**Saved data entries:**
· · · · ·
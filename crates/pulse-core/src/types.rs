//! Common type definitions and newtypes for Pulse.

use std::fmt;
use std::str::FromStr;

use serde::{Deserialize, Serialize};

use crate::error::{PulseError, Result};

/// Opaque dataset payload produced by a fetcher.
///
/// The cache never looks inside it; only write policies inspect
/// individual fields when deciding whether to persist a value.
pub type Payload = serde_json::Value;

/// Identifier of a logical dataset in the fetch cache.
///
/// Keys are trimmed and must not be empty.
///
/// # Example
///
/// ```
/// use pulse_core::CacheKey;
///
/// let key = CacheKey::new(" market_data ").unwrap();
/// assert_eq!(key.as_str(), "market_data");
///
/// let wallet = CacheKey::wallet("binance").unwrap();
/// assert_eq!(wallet.as_str(), "binance_wallet");
/// ```
#[derive(Debug, Clone, PartialEq, Eq, Hash, Serialize, Deserialize)]
#[serde(try_from = "String", into = "String")]
pub struct CacheKey(String);

impl CacheKey {
    /// Creates a new key, rejecting empty or whitespace-only values.
    pub fn new(key: impl Into<String>) -> Result<Self> {
        let raw = key.into();
        let trimmed = raw.trim();

        if trimmed.is_empty() {
            return Err(PulseError::invalid_key(raw, "cannot be empty"));
        }

        if trimmed.chars().any(|c| c.is_control()) {
            return Err(PulseError::invalid_key(
                raw.clone(),
                "cannot contain control characters",
            ));
        }

        Ok(Self(trimmed.to_string()))
    }

    /// Key for an exchange wallet snapshot (`{name}_wallet`).
    pub fn wallet(name: &str) -> Result<Self> {
        if name.trim().is_empty() {
            return Err(PulseError::invalid_key(name, "wallet name cannot be empty"));
        }
        Self::new(format!("{}_wallet", name.trim()))
    }

    /// Key for price history over a timeframe (`price_data:{timeframe}`).
    pub fn price_history(timeframe: Timeframe) -> Self {
        Self(format!("price_data:{}", timeframe))
    }

    /// Returns the key as a string slice.
    pub fn as_str(&self) -> &str {
        &self.0
    }
}

impl fmt::Display for CacheKey {
    fn fmt(&self, f: &mut fmt::Formatter<'_>) -> fmt::Result {
        write!(f, "{}", self.0)
    }
}

impl TryFrom<String> for CacheKey {
    type Error = PulseError;

    fn try_from(value: String) -> Result<Self> {
        Self::new(value)
    }
}

impl TryFrom<&str> for CacheKey {
    type Error = PulseError;

    fn try_from(value: &str) -> Result<Self> {
        Self::new(value)
    }
}

impl From<CacheKey> for String {
    fn from(key: CacheKey) -> Self {
        key.0
    }
}

/// Shard (partition) identifier on the MultiversX network.
#[derive(Debug, Clone, Copy, PartialEq, Eq, Hash, PartialOrd, Ord, Serialize, Deserialize)]
#[serde(transparent)]
pub struct ShardId(pub u32);

impl ShardId {
    /// The metachain coordinates the regular shards and has its own id.
    pub const METACHAIN: ShardId = ShardId(u32::MAX);

    /// Returns true for the metachain shard.
    pub fn is_metachain(&self) -> bool {
        *self == Self::METACHAIN
    }
}

impl Default for ShardId {
    fn default() -> Self {
        ShardId(0)
    }
}

impl fmt::Display for ShardId {
    fn fmt(&self, f: &mut fmt::Formatter<'_>) -> fmt::Result {
        if self.is_metachain() {
            write!(f, "metachain")
        } else {
            write!(f, "{}", self.0)
        }
    }
}

/// A single block observation used for throughput sampling.
///
/// Missing numeric fields decode as zero.
///
/// # Example
///
/// ```
/// use pulse_core::{BlockRecord, ShardId};
///
/// let record: BlockRecord =
///     serde_json::from_str(r#"{"shard": 1, "round": 42, "txCount": 7}"#).unwrap();
/// assert_eq!(record.shard, ShardId(1));
/// assert_eq!(record.tx_count, 7);
/// ```
#[derive(Debug, Clone, Copy, PartialEq, Eq, Default, Serialize, Deserialize)]
#[serde(rename_all = "camelCase")]
pub struct BlockRecord {
    /// Partition the block belongs to.
    #[serde(default)]
    pub shard: ShardId,
    /// Ordering field; higher is more recent.
    #[serde(default)]
    pub round: u64,
    /// Number of transactions in the block.
    #[serde(default)]
    pub tx_count: u64,
}

impl BlockRecord {
    /// Creates a new block record.
    pub fn new(shard: ShardId, round: u64, tx_count: u64) -> Self {
        Self {
            shard,
            round,
            tx_count,
        }
    }
}

/// Chart timeframe for price history.
#[derive(Debug, Clone, Copy, PartialEq, Eq, Hash, Serialize, Deserialize)]
pub enum Timeframe {
    #[serde(rename = "24h")]
    Day,
    #[serde(rename = "7d")]
    Week,
    #[serde(rename = "30d")]
    Month,
    #[serde(rename = "90d")]
    Quarter,
}

impl Timeframe {
    /// All supported timeframes in display order.
    pub const ALL: [Timeframe; 4] = [
        Timeframe::Day,
        Timeframe::Week,
        Timeframe::Month,
        Timeframe::Quarter,
    ];

    /// Number of days covered.
    pub fn days(&self) -> u32 {
        match self {
            Timeframe::Day => 1,
            Timeframe::Week => 7,
            Timeframe::Month => 30,
            Timeframe::Quarter => 90,
        }
    }

    /// Sampling interval used when querying historical quotes.
    pub fn interval(&self) -> &'static str {
        match self {
            Timeframe::Day => "1h",
            _ => "1d",
        }
    }

    /// Returns the short label (`24h`, `7d`, ...).
    pub fn as_str(&self) -> &'static str {
        match self {
            Timeframe::Day => "24h",
            Timeframe::Week => "7d",
            Timeframe::Month => "30d",
            Timeframe::Quarter => "90d",
        }
    }
}

impl Default for Timeframe {
    fn default() -> Self {
        Timeframe::Week
    }
}

impl fmt::Display for Timeframe {
    fn fmt(&self, f: &mut fmt::Formatter<'_>) -> fmt::Result {
        f.write_str(self.as_str())
    }
}

impl FromStr for Timeframe {
    type Err = PulseError;

    fn from_str(s: &str) -> Result<Self> {
        Timeframe::ALL
            .into_iter()
            .find(|tf| tf.as_str().eq_ignore_ascii_case(s.trim()))
            .ok_or_else(|| PulseError::invalid_timeframe(s))
    }
}

#[cfg(test)]
mod tests {
    use super::*;

    #[test]
    fn test_cache_key_trims() {
        let key = CacheKey::new("  network_stats ").unwrap();
        assert_eq!(key.as_str(), "network_stats");
        assert_eq!(key.to_string(), "network_stats");
    }

    #[test]
    fn test_cache_key_rejects_empty() {
        assert!(CacheKey::new("").is_err());
        assert!(CacheKey::new("   ").is_err());
        assert!(CacheKey::new("bad\nkey").is_err());
    }

    #[test]
    fn test_cache_key_helpers() {
        assert_eq!(CacheKey::wallet("kraken").unwrap().as_str(), "kraken_wallet");
        assert!(CacheKey::wallet(" ").is_err());
        assert_eq!(
            CacheKey::price_history(Timeframe::Month).as_str(),
            "price_data:30d"
        );
    }

    #[test]
    fn test_cache_key_serde_validates() {
        let key: CacheKey = serde_json::from_str("\"market_data\"").unwrap();
        assert_eq!(key.as_str(), "market_data");

        let bad: std::result::Result<CacheKey, _> = serde_json::from_str("\"\"");
        assert!(bad.is_err());
    }

    #[test]
    fn test_shard_display() {
        assert_eq!(ShardId(2).to_string(), "2");
        assert_eq!(ShardId::METACHAIN.to_string(), "metachain");
        assert!(ShardId(4294967295).is_metachain());
    }

    #[test]
    fn test_block_record_defaults() {
        let record: BlockRecord = serde_json::from_str(r#"{"round": 9}"#).unwrap();
        assert_eq!(record.shard, ShardId(0));
        assert_eq!(record.round, 9);
        assert_eq!(record.tx_count, 0);
    }

    #[test]
    fn test_timeframe_parsing() {
        assert_eq!("24h".parse::<Timeframe>().unwrap(), Timeframe::Day);
        assert_eq!("7D".parse::<Timeframe>().unwrap(), Timeframe::Week);
        assert!("1y".parse::<Timeframe>().is_err());
    }

    #[test]
    fn test_timeframe_query_params() {
        assert_eq!(Timeframe::Day.interval(), "1h");
        assert_eq!(Timeframe::Quarter.interval(), "1d");
        assert_eq!(Timeframe::Month.days(), 30);
        assert_eq!(Timeframe::default(), Timeframe::Week);
    }
}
· · · · ·
**ACTION ITEM:** In the data above, repeat exactly each line from the first through the line that contains "pub fn wallet(name: &str)", and give nothing else.

**SOLUTION TO THE PROBLEM:**
filename crates/pulse-core/src/types.rs
//! Common type definitions and newtypes for Pulse.

use std::fmt;
use std::str::FromStr;

use serde::{Deserialize, Serialize};

use crate::error::{PulseError, Result};

/// Opaque dataset payload produced by a fetcher.
///
/// The cache never looks inside it; only write policies inspect
/// individual fields when deciding whether to persist a value.
pub type Payload = serde_json::Value;

/// Identifier of a logical dataset in the fetch cache.
///
/// Keys are trimmed and must not be empty.
///
/// # Example
///
/// ```
/// use pulse_core::CacheKey;
///
/// let key = CacheKey::new(" market_data ").unwrap();
/// assert_eq!(key.as_str(), "market_data");
///
/// let wallet = CacheKey::wallet("binance").unwrap();
/// assert_eq!(wallet.as_str(), "binance_wallet");
/// ```
#[derive(Debug, Clone, PartialEq, Eq, Hash, Serialize, Deserialize)]
#[serde(try_from = "String", into = "String")]
pub struct CacheKey(String);

impl CacheKey {
    /// Creates a new key, rejecting empty or whitespace-only values.
    pub fn new(key: impl Into<String>) -> Result<Self> {
        let raw = key.into();
        let trimmed = raw.trim();

        if trimmed.is_empty() {
            return Err(PulseError::invalid_key(raw, "cannot be empty"));
        }

        if trimmed.chars().any(|c| c.is_control()) {
            return Err(PulseError::invalid_key(
                raw.clone(),
                "cannot contain control characters",
            ));
        }

        Ok(Self(trimmed.to_string()))
    }

    /// Key for an exchange wallet snapshot (`{name}_wallet`).
    pub fn wallet(name: &str) -> Result<Self> {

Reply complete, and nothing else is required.